# INSTRUCTIONS TO FOLLOW
List, from the lines below, each one with "defaults" in it.

# Items listed in a dataset
# # #

//! Silent visual track synthesis.
//!
//! Produces the caption-burned base layer of a reel: either a looped
//! still image or a solid-color portrait canvas with a fade-in. Audio is
//! muxed in separately.

use std::path::{Path, PathBuf};
use tracing::{debug, info};

use reel_models::encoding::{EncodingConfig, FADE_IN_FRAMES, REEL_FPS, REEL_HEIGHT, REEL_WIDTH};

use crate::command::FfmpegCommand;
use crate::error::MediaResult;
use crate::overlay::{build_drawtext_chain, DrawTextSpec};

/// Ensures even dimensions for H.264 when an arbitrary image drives the
/// output resolution.
const EVEN_DIMENSIONS_FILTER: &str = "scale=trunc(iw/2)*2:trunc(ih/2)*2";

/// Specification for one silent visual track.
#[derive(Debug, Clone)]
pub struct VisualTrackSpec {
    /// Track duration in seconds (the measured audio duration).
    pub duration: f64,
    /// Canvas color when no image is used.
    pub background_color: String,
    /// Optional still image looped as the base layer.
    pub background_image: Option<PathBuf>,
    /// Caption overlays, each gated by its display window.
    pub overlays: Vec<DrawTextSpec>,
}

impl VisualTrackSpec {
    /// Resolve the background image, treating a missing file as absent.
    fn usable_image(&self) -> Option<&Path> {
        match &self.background_image {
            Some(path) if path.exists() => Some(path),
            Some(path) => {
                debug!(
                    image = %path.display(),
                    "Background image not found, falling back to solid color"
                );
                None
            }
            None => None,
        }
    }
}

/// Build the ffmpeg command for a visual track.
///
/// Split out from [`build_visual_track`] so argument construction is
/// testable without spawning ffmpeg.
pub fn build_visual_command(spec: &VisualTrackSpec, encoding: &EncodingConfig, output: &Path) -> FfmpegCommand {
    let chain = build_drawtext_chain(&spec.overlays);

    let cmd = match spec.usable_image() {
        Some(image) => {
            // Loop the single image for the full duration; resolution is
            // driven by the image, rounded to even dimensions.
            let filter = match &chain {
                Some(c) => format!("{},{}", EVEN_DIMENSIONS_FILTER, c),
                None => EVEN_DIMENSIONS_FILTER.to_string(),
            };
            FfmpegCommand::new(image, output)
                .loop_image()
                .duration(spec.duration)
                .video_filter(filter)
        }
        None => {
            let source = format!(
                "color=c={}:s={}x{}:r={}:d={:.3}",
                spec.background_color, REEL_WIDTH, REEL_HEIGHT, REEL_FPS, spec.duration
            );
            let fade = format!("fade=t=in:s=0:n={}", FADE_IN_FRAMES);
            let filter = match &chain {
                Some(c) => format!("{},{}", fade, c),
                None => fade,
            };
            FfmpegCommand::lavfi(source, output).video_filter(filter)
        }
    };

    cmd.output_args(encoding.video_args()).no_audio()
}

/// Render the silent visual track to `output`.
///
/// Any ffmpeg failure is fatal to the request; stderr is captured into
/// the returned error for diagnostics.
pub async fn build_visual_track(
    spec: &VisualTrackSpec,
    encoding: &EncodingConfig,
    output: impl AsRef<Path>,
) -> MediaResult<()> {
    let output = output.as_ref();

    info!(
        duration = spec.duration,
        overlays = spec.overlays.len(),
        image = spec.usable_image().is_some(),
        output = %output.display(),
        "Rendering visual track"
    );

    build_visual_command(spec, encoding, output).run().await
}

#[cfg(test)]
mod tests {
    use super::*;

    fn spec(image: Option<PathBuf>) -> VisualTrackSpec {
        VisualTrackSpec {
            duration: 8.0,
            background_color: "black".to_string(),
            background_image: image,
            overlays: vec![DrawTextSpec {
                text: "hello".to_string(),
                start: 0.0,
                end: 8.0,
                font_size: 36,
            }],
        }
    }

    #[test]
    fn test_color_canvas_args() {
        let args = build_visual_command(&spec(None), &EncodingConfig::default(), Path::new("out.mp4"))
            .build_args();
        let joined = args.join(" ");
        assert!(joined.contains("-f lavfi"));
        assert!(joined.contains("color=c=black:s=720x1280:r=30:d=8.000"));
        assert!(joined.contains("fade=t=in:s=0:n=30"));
        assert!(joined.contains("drawtext="));
        assert!(joined.contains("-an"));
    }

    #[test]
    fn test_missing_image_falls_back_to_canvas() {
        let args = build_visual_command(
            &spec(Some(PathBuf::from("/nonexistent/bg.jpg"))),
            &EncodingConfig::default(),
            Path::new("out.mp4"),
        )
        .build_args();
        let joined = args.join(" ");
        assert!(joined.contains("color=c=black"));
        assert!(!joined.contains("-loop"));
    }

    #[test]
    fn test_existing_image_is_looped() {
        let dir = tempfile::tempdir().unwrap();
        let image = dir.path().join("bg.png");
        std::fs::write(&image, b"not really a png").unwrap();

        let args = build_visual_command(
            &spec(Some(image.clone())),
            &EncodingConfig::default(),
            Path::new("out.mp4"),
        )
        .build_args();
        let joined = args.join(" ");
        assert!(joined.contains("-loop 1"));
        assert!(joined.contains(&image.to_string_lossy().to_string()));
        assert!(joined.contains("scale=trunc(iw/2)*2"));
        // No synthesized fade when looping an image.
        assert!(!joined.contains("fade="));
    }

    #[test]
    fn test_no_overlays_still_renders() {
        let mut s = spec(None);
        s.overlays.clear();
        let args = build_visual_command(&s, &EncodingConfig::default(), Path::new("out.mp4"))
            .build_args();
        assert!(!args.join(" ").contains("drawtext="));
    }
}
//! Worker configuration.

use std::path::PathBuf;

use reel_models::LanguageCode;

/// Worker configuration.
#[derive(Debug, Clone)]
pub struct WorkerConfig {
    /// Base directory for per-request temp workspaces
    pub work_dir: PathBuf,
    /// Source language narration text arrives in
    pub source_language: LanguageCode,
}

impl Default for WorkerConfig {
    fn default() -> Self {
        Self {
            work_dir: std::env::temp_dir().join("newsreel"),
            source_language: LanguageCode::english(),
        }
    }
}

impl WorkerConfig {
    /// Create config from environment variables.
    pub fn from_env() -> Self {
        let defaults = Self::default();
        Self {
            work_dir: std::env::var("REEL_WORK_DIR")
                .map(PathBuf::from)
                .unwrap_or(defaults.work_dir),
            source_language: std::env::var("REEL_SOURCE_LANG")
                .ok()
                .and_then(|s| LanguageCode::new(s).ok())
                .unwrap_or(defaults.source_language),
        }
    }
}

# # #

# REPLY
        let defaults = Self::default();
                .unwrap_or(defaults.work_dir),
                .unwrap_or(defaults.source_language),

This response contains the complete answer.